Dataset entries
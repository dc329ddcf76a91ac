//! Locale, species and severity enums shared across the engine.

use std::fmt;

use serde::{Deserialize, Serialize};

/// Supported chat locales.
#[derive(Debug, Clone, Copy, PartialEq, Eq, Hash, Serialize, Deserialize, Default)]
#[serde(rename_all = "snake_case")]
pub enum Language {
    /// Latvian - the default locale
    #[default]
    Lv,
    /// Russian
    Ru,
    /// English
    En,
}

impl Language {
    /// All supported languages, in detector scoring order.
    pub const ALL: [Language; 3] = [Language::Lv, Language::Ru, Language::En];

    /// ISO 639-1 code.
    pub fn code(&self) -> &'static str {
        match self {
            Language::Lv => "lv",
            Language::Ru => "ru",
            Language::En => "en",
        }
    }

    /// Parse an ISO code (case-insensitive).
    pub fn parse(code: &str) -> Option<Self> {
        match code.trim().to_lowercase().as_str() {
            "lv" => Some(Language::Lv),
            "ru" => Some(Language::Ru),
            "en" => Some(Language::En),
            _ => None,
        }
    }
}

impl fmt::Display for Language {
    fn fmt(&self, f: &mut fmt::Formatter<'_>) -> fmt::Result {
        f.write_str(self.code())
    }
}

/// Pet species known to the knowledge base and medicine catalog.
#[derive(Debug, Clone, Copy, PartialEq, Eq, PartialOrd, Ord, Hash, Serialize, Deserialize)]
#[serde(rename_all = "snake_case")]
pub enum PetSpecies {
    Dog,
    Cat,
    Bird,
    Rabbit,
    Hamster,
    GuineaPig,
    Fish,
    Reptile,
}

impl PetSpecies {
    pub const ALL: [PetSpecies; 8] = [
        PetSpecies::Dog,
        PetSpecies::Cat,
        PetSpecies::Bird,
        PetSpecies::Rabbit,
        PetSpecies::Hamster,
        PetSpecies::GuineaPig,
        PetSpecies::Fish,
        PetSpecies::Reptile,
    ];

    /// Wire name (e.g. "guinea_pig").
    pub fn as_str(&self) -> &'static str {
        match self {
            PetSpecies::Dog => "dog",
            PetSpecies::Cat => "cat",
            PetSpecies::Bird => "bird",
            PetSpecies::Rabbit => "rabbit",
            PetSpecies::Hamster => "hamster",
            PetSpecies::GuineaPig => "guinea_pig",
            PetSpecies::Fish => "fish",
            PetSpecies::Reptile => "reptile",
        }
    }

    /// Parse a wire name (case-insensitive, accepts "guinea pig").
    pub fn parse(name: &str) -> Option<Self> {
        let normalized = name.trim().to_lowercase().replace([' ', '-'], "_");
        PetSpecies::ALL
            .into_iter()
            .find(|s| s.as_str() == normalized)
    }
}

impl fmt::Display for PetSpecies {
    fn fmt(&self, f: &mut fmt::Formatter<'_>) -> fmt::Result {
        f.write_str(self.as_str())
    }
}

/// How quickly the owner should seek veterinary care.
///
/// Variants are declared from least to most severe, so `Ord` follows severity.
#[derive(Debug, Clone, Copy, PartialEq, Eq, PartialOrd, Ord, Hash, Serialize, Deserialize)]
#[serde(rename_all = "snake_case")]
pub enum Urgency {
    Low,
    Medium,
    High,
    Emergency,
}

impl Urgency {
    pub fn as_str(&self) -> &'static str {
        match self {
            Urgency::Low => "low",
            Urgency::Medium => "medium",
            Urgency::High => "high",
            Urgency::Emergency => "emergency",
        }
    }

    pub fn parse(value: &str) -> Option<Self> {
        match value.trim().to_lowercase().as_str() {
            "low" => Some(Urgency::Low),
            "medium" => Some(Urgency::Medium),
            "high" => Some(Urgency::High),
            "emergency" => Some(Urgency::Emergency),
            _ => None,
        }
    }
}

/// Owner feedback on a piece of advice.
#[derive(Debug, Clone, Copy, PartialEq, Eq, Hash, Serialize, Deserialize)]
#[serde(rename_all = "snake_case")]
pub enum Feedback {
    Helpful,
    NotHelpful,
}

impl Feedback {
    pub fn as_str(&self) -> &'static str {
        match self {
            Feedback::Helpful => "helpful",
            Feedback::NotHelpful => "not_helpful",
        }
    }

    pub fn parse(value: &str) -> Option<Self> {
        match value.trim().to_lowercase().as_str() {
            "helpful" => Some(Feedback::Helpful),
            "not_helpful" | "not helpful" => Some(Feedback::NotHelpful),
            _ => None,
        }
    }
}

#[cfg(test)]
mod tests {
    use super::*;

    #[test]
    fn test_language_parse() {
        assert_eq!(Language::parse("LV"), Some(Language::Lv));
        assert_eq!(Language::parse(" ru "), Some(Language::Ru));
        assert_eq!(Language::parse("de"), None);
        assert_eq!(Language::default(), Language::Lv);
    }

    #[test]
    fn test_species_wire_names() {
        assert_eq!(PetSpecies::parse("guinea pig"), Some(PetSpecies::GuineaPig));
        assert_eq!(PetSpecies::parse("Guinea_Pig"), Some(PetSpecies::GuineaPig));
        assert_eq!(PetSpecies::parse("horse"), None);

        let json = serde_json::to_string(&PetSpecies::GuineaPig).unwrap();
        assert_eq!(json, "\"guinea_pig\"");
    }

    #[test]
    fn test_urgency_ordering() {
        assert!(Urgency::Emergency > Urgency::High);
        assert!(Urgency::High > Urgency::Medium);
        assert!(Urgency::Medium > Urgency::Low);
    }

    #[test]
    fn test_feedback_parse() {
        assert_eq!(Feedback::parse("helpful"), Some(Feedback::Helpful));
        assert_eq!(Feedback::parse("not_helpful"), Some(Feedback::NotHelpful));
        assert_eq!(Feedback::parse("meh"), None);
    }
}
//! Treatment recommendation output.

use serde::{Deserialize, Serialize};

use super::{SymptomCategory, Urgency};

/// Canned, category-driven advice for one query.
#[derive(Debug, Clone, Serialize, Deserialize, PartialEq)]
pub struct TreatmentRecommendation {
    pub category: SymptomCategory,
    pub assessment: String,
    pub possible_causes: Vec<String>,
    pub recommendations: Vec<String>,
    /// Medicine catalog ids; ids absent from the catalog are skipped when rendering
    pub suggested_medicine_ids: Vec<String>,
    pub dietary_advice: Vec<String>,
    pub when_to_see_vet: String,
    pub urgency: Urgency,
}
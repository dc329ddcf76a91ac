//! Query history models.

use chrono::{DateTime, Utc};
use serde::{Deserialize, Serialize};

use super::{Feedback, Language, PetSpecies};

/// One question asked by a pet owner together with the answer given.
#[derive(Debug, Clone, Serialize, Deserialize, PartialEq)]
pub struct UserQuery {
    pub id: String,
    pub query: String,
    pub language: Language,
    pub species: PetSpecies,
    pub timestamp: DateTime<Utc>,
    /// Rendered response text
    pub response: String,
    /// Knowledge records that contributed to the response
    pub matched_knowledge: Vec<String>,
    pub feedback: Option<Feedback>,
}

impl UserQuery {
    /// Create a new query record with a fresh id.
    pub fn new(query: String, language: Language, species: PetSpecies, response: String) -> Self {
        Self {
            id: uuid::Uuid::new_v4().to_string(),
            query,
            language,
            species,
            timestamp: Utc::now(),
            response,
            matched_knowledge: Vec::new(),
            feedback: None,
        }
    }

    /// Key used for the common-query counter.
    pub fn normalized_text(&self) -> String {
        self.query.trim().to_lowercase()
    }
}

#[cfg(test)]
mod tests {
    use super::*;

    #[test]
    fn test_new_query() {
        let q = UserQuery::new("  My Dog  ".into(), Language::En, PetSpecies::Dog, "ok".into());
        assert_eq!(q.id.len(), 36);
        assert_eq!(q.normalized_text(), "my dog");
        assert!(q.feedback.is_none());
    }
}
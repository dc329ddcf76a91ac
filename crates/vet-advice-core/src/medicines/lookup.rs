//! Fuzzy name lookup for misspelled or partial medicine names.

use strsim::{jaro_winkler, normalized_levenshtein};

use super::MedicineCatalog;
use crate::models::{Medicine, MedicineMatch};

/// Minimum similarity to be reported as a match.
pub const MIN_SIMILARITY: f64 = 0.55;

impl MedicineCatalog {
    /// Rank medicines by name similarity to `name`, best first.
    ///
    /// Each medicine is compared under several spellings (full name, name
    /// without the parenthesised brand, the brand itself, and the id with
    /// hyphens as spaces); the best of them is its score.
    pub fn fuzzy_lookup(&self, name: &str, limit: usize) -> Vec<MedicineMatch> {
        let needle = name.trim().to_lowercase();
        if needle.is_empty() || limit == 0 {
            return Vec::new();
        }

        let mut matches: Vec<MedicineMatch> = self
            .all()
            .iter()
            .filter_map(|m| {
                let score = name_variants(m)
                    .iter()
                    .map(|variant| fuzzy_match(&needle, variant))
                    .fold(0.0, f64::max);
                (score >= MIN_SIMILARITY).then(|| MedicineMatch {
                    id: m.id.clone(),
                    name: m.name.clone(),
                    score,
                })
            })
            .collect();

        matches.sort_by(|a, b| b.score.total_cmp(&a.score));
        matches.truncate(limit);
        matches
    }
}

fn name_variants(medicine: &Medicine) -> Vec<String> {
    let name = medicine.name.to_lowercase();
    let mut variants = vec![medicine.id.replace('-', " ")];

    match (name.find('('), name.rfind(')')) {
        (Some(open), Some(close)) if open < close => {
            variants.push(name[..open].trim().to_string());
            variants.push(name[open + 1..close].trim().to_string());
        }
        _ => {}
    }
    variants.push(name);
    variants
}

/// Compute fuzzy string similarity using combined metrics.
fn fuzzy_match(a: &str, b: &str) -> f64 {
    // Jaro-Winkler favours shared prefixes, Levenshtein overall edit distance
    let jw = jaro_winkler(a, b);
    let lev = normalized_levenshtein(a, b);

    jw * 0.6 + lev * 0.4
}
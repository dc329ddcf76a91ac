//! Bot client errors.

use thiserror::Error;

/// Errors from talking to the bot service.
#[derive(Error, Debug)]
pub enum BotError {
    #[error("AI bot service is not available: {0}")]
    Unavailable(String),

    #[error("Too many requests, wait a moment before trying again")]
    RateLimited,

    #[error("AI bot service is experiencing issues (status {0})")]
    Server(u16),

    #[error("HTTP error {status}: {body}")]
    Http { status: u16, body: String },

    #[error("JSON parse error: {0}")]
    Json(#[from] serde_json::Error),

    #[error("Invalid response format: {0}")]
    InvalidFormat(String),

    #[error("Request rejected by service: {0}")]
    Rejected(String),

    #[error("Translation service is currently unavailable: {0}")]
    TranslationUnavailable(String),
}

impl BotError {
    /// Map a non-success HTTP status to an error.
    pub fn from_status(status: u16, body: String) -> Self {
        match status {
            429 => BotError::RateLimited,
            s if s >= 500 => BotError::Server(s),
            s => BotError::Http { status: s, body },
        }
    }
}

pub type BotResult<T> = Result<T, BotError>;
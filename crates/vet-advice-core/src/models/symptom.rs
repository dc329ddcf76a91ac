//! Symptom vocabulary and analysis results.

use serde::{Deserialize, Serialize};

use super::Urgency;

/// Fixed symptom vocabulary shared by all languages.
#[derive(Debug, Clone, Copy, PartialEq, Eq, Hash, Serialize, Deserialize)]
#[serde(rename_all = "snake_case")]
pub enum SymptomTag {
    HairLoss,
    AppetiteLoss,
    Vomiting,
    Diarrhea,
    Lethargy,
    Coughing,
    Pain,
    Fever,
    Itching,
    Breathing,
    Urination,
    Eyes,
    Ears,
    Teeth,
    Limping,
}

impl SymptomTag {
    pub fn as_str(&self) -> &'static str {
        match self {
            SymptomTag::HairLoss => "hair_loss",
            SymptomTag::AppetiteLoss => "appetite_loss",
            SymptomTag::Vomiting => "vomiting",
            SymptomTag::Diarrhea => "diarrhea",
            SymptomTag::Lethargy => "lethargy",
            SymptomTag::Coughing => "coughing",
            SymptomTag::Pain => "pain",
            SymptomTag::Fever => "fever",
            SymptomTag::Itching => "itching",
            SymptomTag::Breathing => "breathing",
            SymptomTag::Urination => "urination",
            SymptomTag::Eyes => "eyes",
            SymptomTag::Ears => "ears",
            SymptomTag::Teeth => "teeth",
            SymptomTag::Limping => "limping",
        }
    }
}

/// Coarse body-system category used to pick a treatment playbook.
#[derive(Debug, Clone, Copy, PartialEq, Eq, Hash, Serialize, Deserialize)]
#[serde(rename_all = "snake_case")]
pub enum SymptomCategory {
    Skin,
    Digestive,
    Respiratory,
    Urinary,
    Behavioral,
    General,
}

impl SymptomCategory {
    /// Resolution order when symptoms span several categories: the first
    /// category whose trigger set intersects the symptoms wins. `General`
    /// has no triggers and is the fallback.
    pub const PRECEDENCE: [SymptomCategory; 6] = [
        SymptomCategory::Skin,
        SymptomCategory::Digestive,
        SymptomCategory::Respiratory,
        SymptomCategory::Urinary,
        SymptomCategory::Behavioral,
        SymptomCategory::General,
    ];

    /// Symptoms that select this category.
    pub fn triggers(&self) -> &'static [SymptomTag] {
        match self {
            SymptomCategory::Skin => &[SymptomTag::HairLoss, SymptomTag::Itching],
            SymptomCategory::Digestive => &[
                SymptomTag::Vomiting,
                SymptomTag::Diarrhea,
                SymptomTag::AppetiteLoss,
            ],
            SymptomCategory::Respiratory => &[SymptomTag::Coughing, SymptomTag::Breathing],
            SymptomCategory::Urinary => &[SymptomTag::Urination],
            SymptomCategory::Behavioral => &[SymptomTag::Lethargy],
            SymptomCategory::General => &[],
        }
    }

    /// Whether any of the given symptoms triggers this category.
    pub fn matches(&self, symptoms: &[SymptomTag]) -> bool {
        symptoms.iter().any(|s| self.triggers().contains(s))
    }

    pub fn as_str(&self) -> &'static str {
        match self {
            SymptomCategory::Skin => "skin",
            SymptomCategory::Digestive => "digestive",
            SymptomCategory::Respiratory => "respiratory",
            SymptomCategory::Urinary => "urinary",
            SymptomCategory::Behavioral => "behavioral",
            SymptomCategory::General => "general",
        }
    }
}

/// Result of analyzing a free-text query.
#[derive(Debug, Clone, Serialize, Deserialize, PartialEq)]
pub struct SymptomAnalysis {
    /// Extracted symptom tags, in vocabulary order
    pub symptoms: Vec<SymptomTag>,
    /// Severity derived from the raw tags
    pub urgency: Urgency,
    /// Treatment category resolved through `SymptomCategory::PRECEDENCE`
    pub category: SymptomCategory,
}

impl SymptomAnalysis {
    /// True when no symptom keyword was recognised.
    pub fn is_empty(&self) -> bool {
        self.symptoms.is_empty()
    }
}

- **WHAT IS BEING ASKED**:
From the data above, copy each line with the string "Emergency" in it.

- **RESULT FOR THIS EXERCISE**:
    Emergency,
            Urgency::Emergency => "emergency",
            "emergency" => Some(Urgency::Emergency),
        assert!(Urgency::Emergency > Urgency::High);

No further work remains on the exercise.